Humour as Rhetorical Tool
“The sacred chain/ Of man to man”
George Meredith’s ode “To the Comic
Spirit.”
• Aristophanes, Chaucer, Lyly, Shakespeare, Jonson,
Rabelais, Cervantes, Swift, Molière, Flaubert,
Austen, Dickens, Clemens/Twain, Wilde, Joyce,
Beckett, Amis, Capote, George Carlin, Hunter S.
Thompson, Tom Wolfe, O’Rourke, Coupland,
Sedaris, Will and Ian Ferguson, Rick Mercer.
• Aristotle argues in the Poetics that comedy arises
from a perceived defect or ugliness that should
not be so painful that we feel compassion, since
compassion is the enemy of laughter.
• Gorgias’s maxim, referenced by Aristotle in the
Rhetoric, “that one should spoil the
opponents’ seriousness with laughter and
their laughter with seriousness”
• Historically, the study of humour has been
interdisciplinary; various fields such as
philosophy, rhetoricians, linguists,
psychologists, sociologists, literary theorists,
communications theory, and marketing have
examined its purpose and utility.
• 3 ways of categorizing or understanding
humour: Incongruity, Superiority, and Relief.
Linguistic Theories of Humour by
Salvatore Attardo
• Cicero in De Oratore understood jokes as
differentiated by being verbal or referential,
according to what is said or in regarding a thing.

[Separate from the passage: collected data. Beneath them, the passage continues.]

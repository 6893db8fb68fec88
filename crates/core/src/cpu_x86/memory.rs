//! Memory access plumbing: instruction fetch through CS, segment-checked
//! loads and stores, linear accesses for descriptor tables, the stack, and
//! port I/O.
//!
//! Wider accesses decompose into bytes so page and segment-wrap behavior
//! falls out of the per-byte path. Any access that faults propagates the
//! fault before the instruction commits architectural state.

use super::interrupt::Fault;
use super::segment::{desc, SegId};
use super::{CpuX86, OpSize, REG_SP};
use crate::Bus;

impl<B: Bus> CpuX86<B> {
    /// Offset mask for EIP arithmetic: 64K unless CS is a 32-bit segment.
    #[inline]
    pub(crate) fn ip_mask(&self) -> u32 {
        if self.model().has_80386_ops() && self.seg(SegId::Cs).ext & desc::EXT_BIG != 0 {
            0xFFFF_FFFF
        } else {
            0xFFFF
        }
    }

    /// Offset mask for ESP arithmetic, from the stack segment's D bit.
    #[inline]
    pub(crate) fn sp_mask(&self) -> u32 {
        if self.model().has_80386_ops() && self.seg(SegId::Ss).ext & desc::EXT_BIG != 0 {
            0xFFFF_FFFF
        } else {
            0xFFFF
        }
    }

    /// Offset wrap within a data segment.
    #[inline]
    fn seg_wrap(&self) -> u32 {
        if self.prot_mode() {
            0xFFFF_FFFF
        } else {
            0xFFFF
        }
    }

    #[inline]
    fn user_access(&self) -> bool {
        self.cpl == 3
    }

    // Code fetch. CS limit violations are GP(0); the readable-rights test
    // does not apply to fetches, so this has its own check.
    fn code_lin(&mut self, off: u32) -> Result<u32, Fault> {
        let seg = &self.segs[SegId::Cs as usize];
        if self.prot_mode() && off > seg.limit {
            return Err(Fault::gp(0));
        }
        Ok(seg.base.wrapping_add(off))
    }

    /// Fetch one opcode/immediate byte through CS, advancing EIP.
    pub(crate) fn fetch_byte(&mut self) -> Result<u8, Fault> {
        let mask = self.ip_mask();
        let off = self.eip & mask;
        let lin = self.code_lin(off)?;
        let user = self.user_access();
        let phys = self.lin_to_phys(lin, false, user)?;
        let b = self.bus.read_byte(phys);
        self.eip = self.eip.wrapping_add(1) & mask;
        Ok(b)
    }

    pub(crate) fn fetch_word(&mut self) -> Result<u16, Fault> {
        let lo = self.fetch_byte()? as u16;
        let hi = self.fetch_byte()? as u16;
        Ok((hi << 8) | lo)
    }

    pub(crate) fn fetch_dword(&mut self) -> Result<u32, Fault> {
        let lo = self.fetch_word()? as u32;
        let hi = self.fetch_word()? as u32;
        Ok((hi << 16) | lo)
    }

    /// Fetch an immediate of the given width.
    pub(crate) fn fetch_data(&mut self, size: OpSize) -> Result<u32, Fault> {
        match size {
            OpSize::Byte => Ok(self.fetch_byte()? as u32),
            OpSize::Word => Ok(self.fetch_word()? as u32),
            OpSize::Dword => self.fetch_dword(),
        }
    }

    // Linear accesses, used for descriptor tables, the IVT, and TSS
    // images. These run at supervisor rights.

    pub(crate) fn read_linear_byte(&mut self, lin: u32) -> Result<u8, Fault> {
        let phys = self.lin_to_phys(lin, false, false)?;
        Ok(self.bus.read_byte(phys))
    }

    pub(crate) fn read_linear_word(&mut self, lin: u32) -> Result<u16, Fault> {
        let lo = self.read_linear_byte(lin)? as u16;
        let hi = self.read_linear_byte(lin.wrapping_add(1))? as u16;
        Ok((hi << 8) | lo)
    }

    pub(crate) fn read_linear_dword(&mut self, lin: u32) -> Result<u32, Fault> {
        let lo = self.read_linear_word(lin)? as u32;
        let hi = self.read_linear_word(lin.wrapping_add(2))? as u32;
        Ok((hi << 16) | lo)
    }

    pub(crate) fn write_linear_byte(&mut self, lin: u32, val: u8) -> Result<(), Fault> {
        let phys = self.lin_to_phys(lin, true, false)?;
        self.bus.write_byte(phys, val);
        Ok(())
    }

    pub(crate) fn write_linear_word(&mut self, lin: u32, val: u16) -> Result<(), Fault> {
        self.write_linear_byte(lin, (val & 0xFF) as u8)?;
        self.write_linear_byte(lin.wrapping_add(1), (val >> 8) as u8)
    }

    pub(crate) fn write_linear_dword(&mut self, lin: u32, val: u32) -> Result<(), Fault> {
        self.write_linear_word(lin, (val & 0xFFFF) as u16)?;
        self.write_linear_word(lin.wrapping_add(2), (val >> 16) as u16)
    }

    /// Bookkeeping write (accessed/busy bits) that must not raise a guest
    /// fault of its own; a failed translation drops the write.
    pub(crate) fn write_linear_byte_lossy(&mut self, lin: u32, val: u8) {
        if let Ok(phys) = self.lin_to_phys(lin, true, false) {
            self.bus.write_byte(phys, val);
        }
    }

    // Segment-relative accesses.

    /// Read an operand at `seg:off`, applying limit, rights, and paging.
    pub(crate) fn read_seg(&mut self, id: SegId, off: u32, size: OpSize) -> Result<u32, Fault> {
        let len = size.bytes();
        self.seg_check(id, off, len, false)?;
        let base = self.seg(id).base;
        let wrap = self.seg_wrap();
        let user = self.user_access();
        let mut val = 0u32;
        for i in 0..len {
            let lin = base.wrapping_add(off.wrapping_add(i) & wrap);
            let phys = self.lin_to_phys(lin, false, user)?;
            val |= (self.bus.read_byte(phys) as u32) << (8 * i);
        }
        Ok(val)
    }

    /// Write an operand at `seg:off`, applying limit, rights, and paging.
    pub(crate) fn write_seg(
        &mut self,
        id: SegId,
        off: u32,
        val: u32,
        size: OpSize,
    ) -> Result<(), Fault> {
        let len = size.bytes();
        self.seg_check(id, off, len, true)?;
        let base = self.seg(id).base;
        let wrap = self.seg_wrap();
        let user = self.user_access();
        for i in 0..len {
            let lin = base.wrapping_add(off.wrapping_add(i) & wrap);
            let phys = self.lin_to_phys(lin, true, user)?;
            self.bus.write_byte(phys, (val >> (8 * i)) as u8);
        }
        Ok(())
    }

    // Stack. New SP values commit only after the access succeeds, so a
    // faulting push leaves SS:SP untouched.

    pub(crate) fn push_sized(&mut self, val: u32, size: OpSize) -> Result<(), Fault> {
        let m = self.sp_mask();
        let sp = self.regs[REG_SP];
        let new_off = sp.wrapping_sub(size.bytes()) & m;
        self.write_seg(SegId::Ss, new_off, val, size)?;
        self.regs[REG_SP] = (sp & !m) | new_off;
        Ok(())
    }

    pub(crate) fn pop_sized(&mut self, size: OpSize) -> Result<u32, Fault> {
        let m = self.sp_mask();
        let off = self.regs[REG_SP] & m;
        let val = self.read_seg(SegId::Ss, off, size)?;
        self.regs[REG_SP] =
            (self.regs[REG_SP] & !m) | (off.wrapping_add(size.bytes()) & m);
        Ok(val)
    }

    /// Push at the instruction's operand size.
    pub(crate) fn push_op(&mut self, val: u32) -> Result<(), Fault> {
        self.push_sized(val, self.d_size)
    }

    pub(crate) fn pop_op(&mut self) -> Result<u32, Fault> {
        self.pop_sized(self.d_size)
    }

    // Port I/O, gated by IOPL in protected mode.

    pub(crate) fn io_check(&mut self) -> Result<(), Fault> {
        if self.prot_mode() && (self.cpl as u32) > self.get_iopl() {
            return Err(Fault::gp(0));
        }
        Ok(())
    }

    pub(crate) fn io_read(&mut self, port: u16, size: OpSize) -> Result<u32, Fault> {
        self.io_check()?;
        Ok(match size {
            OpSize::Byte => self.bus.io_read_byte(port) as u32,
            OpSize::Word => self.bus.io_read_word(port) as u32,
            OpSize::Dword => self.bus.io_read_dword(port),
        })
    }

    pub(crate) fn io_write(&mut self, port: u16, val: u32, size: OpSize) -> Result<(), Fault> {
        self.io_check()?;
        match size {
            OpSize::Byte => self.bus.io_write_byte(port, val as u8),
            OpSize::Word => self.bus.io_write_word(port, val as u16),
            OpSize::Dword => self.bus.io_write_dword(port, val),
        }
        Ok(())
    }
}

His distinction underscores humour as either a
play on words or a play on situation.
• Cicero went on to identify two types of
witticisms, those of words and those of content.
Witticisms of content are anecdotes or witty
stories, whereas witticisms of words are to be
found in puns and “sharp-witted” comments.
Incongruity
• In 1790, Kant defined “laughter as an affection
arising from sudden transformation of a strained
expectation into nothing.” Our expectation fails
to match with the association presented.
• Schopenhauer builds upon this by describing
laughter as “the sudden perception of the
incongruity between a concept and the real
objects which have been thought through in
some relation.”
• Barbara Bush was invited to deliver the
commencement address at Wellesley in 1990.
“Somewhere out in this audience may even be
someone who will one day follow in my
footsteps, and preside over the White House
as the President’s spouse—and I wish him
well.”
• Incongruity subverts your expectations and
gives you pleasure with the surprise.
Incongruity in J.M. Synge’s The Playboy of
the Western World
• Christy Mahon:
“Well, it’s a clean bed and soft with it, and it’s
great luck and company I’ve won me in the
end of time—two fine women fighting for the
likes of me—till I’m thinking this night wasn’t I
foolish not to kill my father in the years gone
by.”
Superiority
• Plato and Aristotle recognized a deformity in
humour as a method of cruelty and act of
aggression.
• Hobbes “sudden glory,” humour as a verbal
way to trump/defeat
• Sociologists characterize “exclusive humour”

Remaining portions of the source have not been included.